Work item
Give back only the lines in the records below from the one with "if *self <= *other" to the one with "fn is_negative(&self) ->", both inclusive, word for word.

Supplied entries
┌──
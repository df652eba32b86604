//! Word-sized primitives every [`BigInt`](crate::BigInt) operation is built
//! from.
//!
//! A [`Word`] holds at most half of the [`Native`] width, so the sum of three
//! words and the product of two words (plus two words of carry) always fit a
//! native integer. All helpers take the configured `bits` per word and mask
//! their results back into that range.

/// Storage type for a single word.
pub type Word = u32;

/// Native unsigned integer used for intermediate word arithmetic.
pub type Native = u64;

/// Native signed integer.
pub type SignedNative = i64;

/// Number of bits in a [`Native`] integer.
pub const NATIVE_BITS: u32 = Native::BITS;

/// Default (and maximum) number of significant bits in a [`Word`]: half of
/// [`NATIVE_BITS`].
pub const DEFAULT_WORD_BITS: u32 = NATIVE_BITS / 2;

/// Mask with the lower `bits` bits set.
#[inline(always)]
#[must_use]
pub const fn mask(bits: u32) -> Native {
    (1 << bits) - 1
}

/// Calculate `a + b + carry`, returning the word of the result and the new
/// carry.
#[inline(always)]
#[must_use]
pub const fn adc(a: Word, b: Word, carry: Word, bits: u32) -> (Word, Word) {
    let tmp = a as Native + b as Native + carry as Native;
    ((tmp & mask(bits)) as Word, (tmp >> bits) as Word)
}

/// Calculate `a - b - borrow`, returning the word of the result and the new
/// borrow.
///
/// The word is computed as `(a + mask + 1) - (b + borrow)`, so the
/// intermediate value never goes below zero.
#[inline(always)]
#[must_use]
pub const fn sbb(a: Word, b: Word, borrow: Word, bits: u32) -> (Word, Word) {
    let tmp = (a as Native + mask(bits) + 1) - (b as Native + borrow as Native);
    let borrow = if tmp >> bits == 0 { 1 } else { 0 };
    ((tmp & mask(bits)) as Word, borrow)
}

/// Calculate `a + (b * c) + carry`, returning the least significant word
/// and setting carry to the most significant word.
#[inline(always)]
#[must_use]
pub const fn carrying_mac(
    a: Word,
    b: Word,
    c: Word,
    carry: Word,
    bits: u32,
) -> (Word, Word) {
    let tmp = a as Native + (b as Native * c as Native) + carry as Native;
    ((tmp & mask(bits)) as Word, (tmp >> bits) as Word)
}
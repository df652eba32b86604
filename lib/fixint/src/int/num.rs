//! [`num_traits`] integration, so a [`BigInt`] can be used by code generic
//! over numeric types.

use num_traits::{
    Bounded, CheckedDiv, CheckedRem, ConstOne, ConstZero, Num, One, Pow,
    Signed, WrappingAdd, WrappingMul, WrappingNeg, WrappingShl, WrappingShr,
    WrappingSub, Zero,
};

use crate::{config::Width, error::ParseIntError, int::BigInt};

impl<W: Width<N>, const N: usize> Zero for BigInt<W, N> {
    #[inline]
    fn zero() -> Self {
        BigInt::ZERO
    }

    #[inline]
    fn is_zero(&self) -> bool {
        BigInt::is_zero(self)
    }
}

impl<W: Width<N>, const N: usize> One for BigInt<W, N> {
    #[inline]
    fn one() -> Self {
        BigInt::ONE
    }

    #[inline]
    fn is_one(&self) -> bool {
        BigInt::is_one(self)
    }
}

impl<W: Width<N>, const N: usize> ConstZero for BigInt<W, N> {
    const ZERO: Self = BigInt::<W, N>::ZERO;
}

impl<W: Width<N>, const N: usize> ConstOne for BigInt<W, N> {
    const ONE: Self = BigInt::<W, N>::ONE;
}

impl<W: Width<N>, const N: usize> Bounded for BigInt<W, N> {
    fn min_value() -> Self {
        BigInt::MIN
    }

    fn max_value() -> Self {
        BigInt::MAX
    }
}

impl<W: Width<N>, const N: usize> Num for BigInt<W, N> {
    type FromStrRadixErr = ParseIntError;

    fn from_str_radix(s: &str, radix: u32) -> Result<Self, ParseIntError> {
        BigInt::<W, N>::from_str_radix(s, radix)
    }
}

impl<W: Width<N>, const N: usize> Signed for BigInt<W, N> {
    fn abs(&self) -> Self {
        BigInt::abs(self)
    }

    fn abs_sub(&self, other: &Self) -> Self {
        if *self <= *other {
            BigInt::ZERO
        } else {
            self.wrapping_sub(other)
        }
    }

    fn signum(&self) -> Self {
        BigInt::signum(self)
    }

    fn is_positive(&self) -> bool {
        BigInt::is_positive(self)
    }

    fn is_negative(&self) -> bool {
        BigInt::is_negative(self)
    }
}

impl<W: Width<N>, const N: usize> WrappingAdd for BigInt<W, N> {
    fn wrapping_add(&self, v: &Self) -> Self {
        BigInt::wrapping_add(self, v)
    }
}

impl<W: Width<N>, const N: usize> WrappingSub for BigInt<W, N> {
    fn wrapping_sub(&self, v: &Self) -> Self {
        BigInt::wrapping_sub(self, v)
    }
}

impl<W: Width<N>, const N: usize> WrappingMul for BigInt<W, N> {
    fn wrapping_mul(&self, v: &Self) -> Self {
        BigInt::wrapping_mul(self, v)
    }
}

impl<W: Width<N>, const N: usize> WrappingNeg for BigInt<W, N> {
    fn wrapping_neg(&self) -> Self {
        BigInt::wrapping_neg(self)
    }
}

impl<W: Width<N>, const N: usize> WrappingShl for BigInt<W, N> {
    fn wrapping_shl(&self, rhs: u32) -> Self {
        BigInt::wrapping_shl(self, i64::from(rhs))
    }
}

impl<W: Width<N>, const N: usize> WrappingShr for BigInt<W, N> {
    fn wrapping_shr(&self, rhs: u32) -> Self {
        BigInt::wrapping_shr(self, i64::from(rhs))
    }
}

impl<W: Width<N>, const N: usize> CheckedDiv for BigInt<W, N> {
    /// Floor division, `None` on a zero divisor.
    fn checked_div(&self, v: &Self) -> Option<Self> {
        self.checked_floor_div(v)
    }
}

impl<W: Width<N>, const N: usize> CheckedRem for BigInt<W, N> {
    /// Floor modulo, `None` on a zero divisor.
    fn checked_rem(&self, v: &Self) -> Option<Self> {
        self.checked_floor_mod(v)
    }
}

impl<W: Width<N>, const N: usize> Pow<u32> for BigInt<W, N> {
    type Output = BigInt<W, N>;

    fn pow(self, rhs: u32) -> Self::Output {
        self.ipow(&BigInt::from(rhs))
    }
}

impl<W: Width<N>, const N: usize> Pow<BigInt<W, N>> for BigInt<W, N> {
    type Output = BigInt<W, N>;

    /// # Panics
    ///
    /// If `rhs` is negative.
    fn pow(self, rhs: BigInt<W, N>) -> Self::Output {
        self.ipow(&rhs)
    }
}

impl<'a, W: Width<N>, const N: usize> Pow<&'a BigInt<W, N>>
    for &BigInt<W, N>
{
    type Output = BigInt<W, N>;

    /// # Panics
    ///
    /// If `rhs` is negative.
    fn pow(self, rhs: &'a BigInt<W, N>) -> Self::Output {
        self.ipow(rhs)
    }
}
//! Unsigned and signed ordering.

use core::cmp::Ordering;

use crate::{config::Width, int::BigInt, int::ToBigInt};

impl<W: Width<N>, const N: usize> BigInt<W, N> {
    /// Compare `self` and `rhs` read as unsigned, most significant word
    /// first.
    #[must_use]
    pub const fn ucmp(&self, rhs: &Self) -> Ordering {
        let mut i = N;
        while i > 0 {
            i -= 1;
            if self.words[i] < rhs.words[i] {
                return Ordering::Less;
            }
            if self.words[i] > rhs.words[i] {
                return Ordering::Greater;
            }
        }
        Ordering::Equal
    }

    /// Unsigned `self < rhs`.
    #[must_use]
    pub const fn ult(&self, rhs: &Self) -> bool {
        matches!(self.ucmp(rhs), Ordering::Less)
    }

    /// Unsigned `self <= rhs`.
    #[must_use]
    pub const fn ule(&self, rhs: &Self) -> bool {
        !matches!(self.ucmp(rhs), Ordering::Greater)
    }

    /// Unsigned `self > rhs`.
    #[must_use]
    pub const fn ugt(&self, rhs: &Self) -> bool {
        matches!(self.ucmp(rhs), Ordering::Greater)
    }

    /// Unsigned `self >= rhs`.
    #[must_use]
    pub const fn uge(&self, rhs: &Self) -> bool {
        !matches!(self.ucmp(rhs), Ordering::Less)
    }

    /// Checks `self` equals `value` once converted to a [`BigInt`].
    ///
    /// `false` when `value` has no integer representation, so
    /// `x.eq_value(2.5)` never holds.
    #[must_use]
    pub fn eq_value<T: ToBigInt<W, N>>(&self, value: T) -> bool {
        value.to_bigint().is_some_and(|value| value == *self)
    }
}

impl<W: Width<N>, const N: usize> Ord for BigInt<W, N> {
    /// Signed comparison: a negative value is below every non-negative one.
    fn cmp(&self, rhs: &Self) -> Ordering {
        match (self.is_negative(), rhs.is_negative()) {
            (true, false) => Ordering::Less,
            (false, true) => Ordering::Greater,
            _ => self.ucmp(rhs),
        }
    }
}

impl<W: Width<N>, const N: usize> PartialOrd for BigInt<W, N> {
    #[inline]
    fn partial_cmp(&self, rhs: &Self) -> Option<Ordering> {
        Some(self.cmp(rhs))
    }
}
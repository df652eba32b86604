//! Error types.

use core::fmt::{self, Debug, Display};

/// Reason a width configuration was rejected by
/// [`Config::new`](crate::config::Config::new).
#[derive(Copy, Clone, Debug, PartialEq, Eq, Hash)]
pub enum ConfigError {
    /// Words must hold at least one bit.
    ZeroWordBits,
    /// Words wider than half of the native integer would overflow native
    /// arithmetic when doubled or multiplied.
    WordTooWide,
    /// Total width is not a whole number of words.
    NotWordMultiple,
    /// Total width is below 64 bits.
    TooNarrow,
}

impl ConfigError {
    /// Short description of the violated rule.
    #[must_use]
    pub const fn as_str(&self) -> &'static str {
        match self {
            ConfigError::ZeroWordBits => "word width must be at least one bit",
            ConfigError::WordTooWide => {
                "word width exceeds half of the native integer width"
            }
            ConfigError::NotWordMultiple => {
                "total width is not a multiple of the word width"
            }
            ConfigError::TooNarrow => "total width must be at least 64 bits",
        }
    }
}

impl Display for ConfigError {
    fn fmt(&self, f: &mut fmt::Formatter<'_>) -> fmt::Result {
        f.write_str(self.as_str())
    }
}

impl core::error::Error for ConfigError {}

/// Kind of failure when parsing a [`BigInt`](crate::BigInt) from a string.
#[derive(Copy, Clone, Debug, PartialEq, Eq, Hash)]
#[non_exhaustive]
pub enum ParseErrorKind {
    /// No digits after the optional sign.
    Empty,
    /// A character is not a digit of the requested base.
    InvalidDigit,
    /// The base is outside `2..=36`.
    InvalidRadix,
}

/// Error returned when parsing a [`BigInt`](crate::BigInt) fails.
#[derive(Clone, PartialEq, Eq)]
pub struct ParseIntError {
    kind: ParseErrorKind,
}

impl ParseIntError {
    pub(crate) const fn new(kind: ParseErrorKind) -> Self {
        Self { kind }
    }

    /// Returns the detailed cause of the failure.
    #[must_use]
    pub const fn kind(&self) -> &ParseErrorKind {
        &self.kind
    }
}

impl Debug for ParseIntError {
    fn fmt(&self, f: &mut fmt::Formatter<'_>) -> fmt::Result {
        f.debug_struct("ParseIntError").field("kind", &self.kind).finish()
    }
}

impl Display for ParseIntError {
    fn fmt(&self, f: &mut fmt::Formatter<'_>) -> fmt::Result {
        f.write_str(match self.kind {
            ParseErrorKind::Empty => "cannot parse integer from empty string",
            ParseErrorKind::InvalidDigit => "invalid digit found in string",
            ParseErrorKind::InvalidRadix => "radix must lie in 2..=36",
        })
    }
}

impl core::error::Error for ParseIntError {}

#[cfg(test)]
mod tests {
    use super::*;

    #[test]
    fn display_names_the_violated_rule() {
        assert_eq!(
            ConfigError::TooNarrow.to_string(),
            "total width must be at least 64 bits"
        );
        let err = ParseIntError::new(ParseErrorKind::InvalidDigit);
        assert_eq!(err.to_string(), "invalid digit found in string");
        assert_eq!(err.kind(), &ParseErrorKind::InvalidDigit);
    }
}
└──
Answer section
        if *self <= *other {
            BigInt::ZERO
        } else {
            self.wrapping_sub(other)
        }
    }

    fn signum(&self) -> Self {
        BigInt::signum(self)
    }

    fn is_positive(&self) -> bool {
        BigInt::is_positive(self)
    }

    fn is_negative(&self) -> bool {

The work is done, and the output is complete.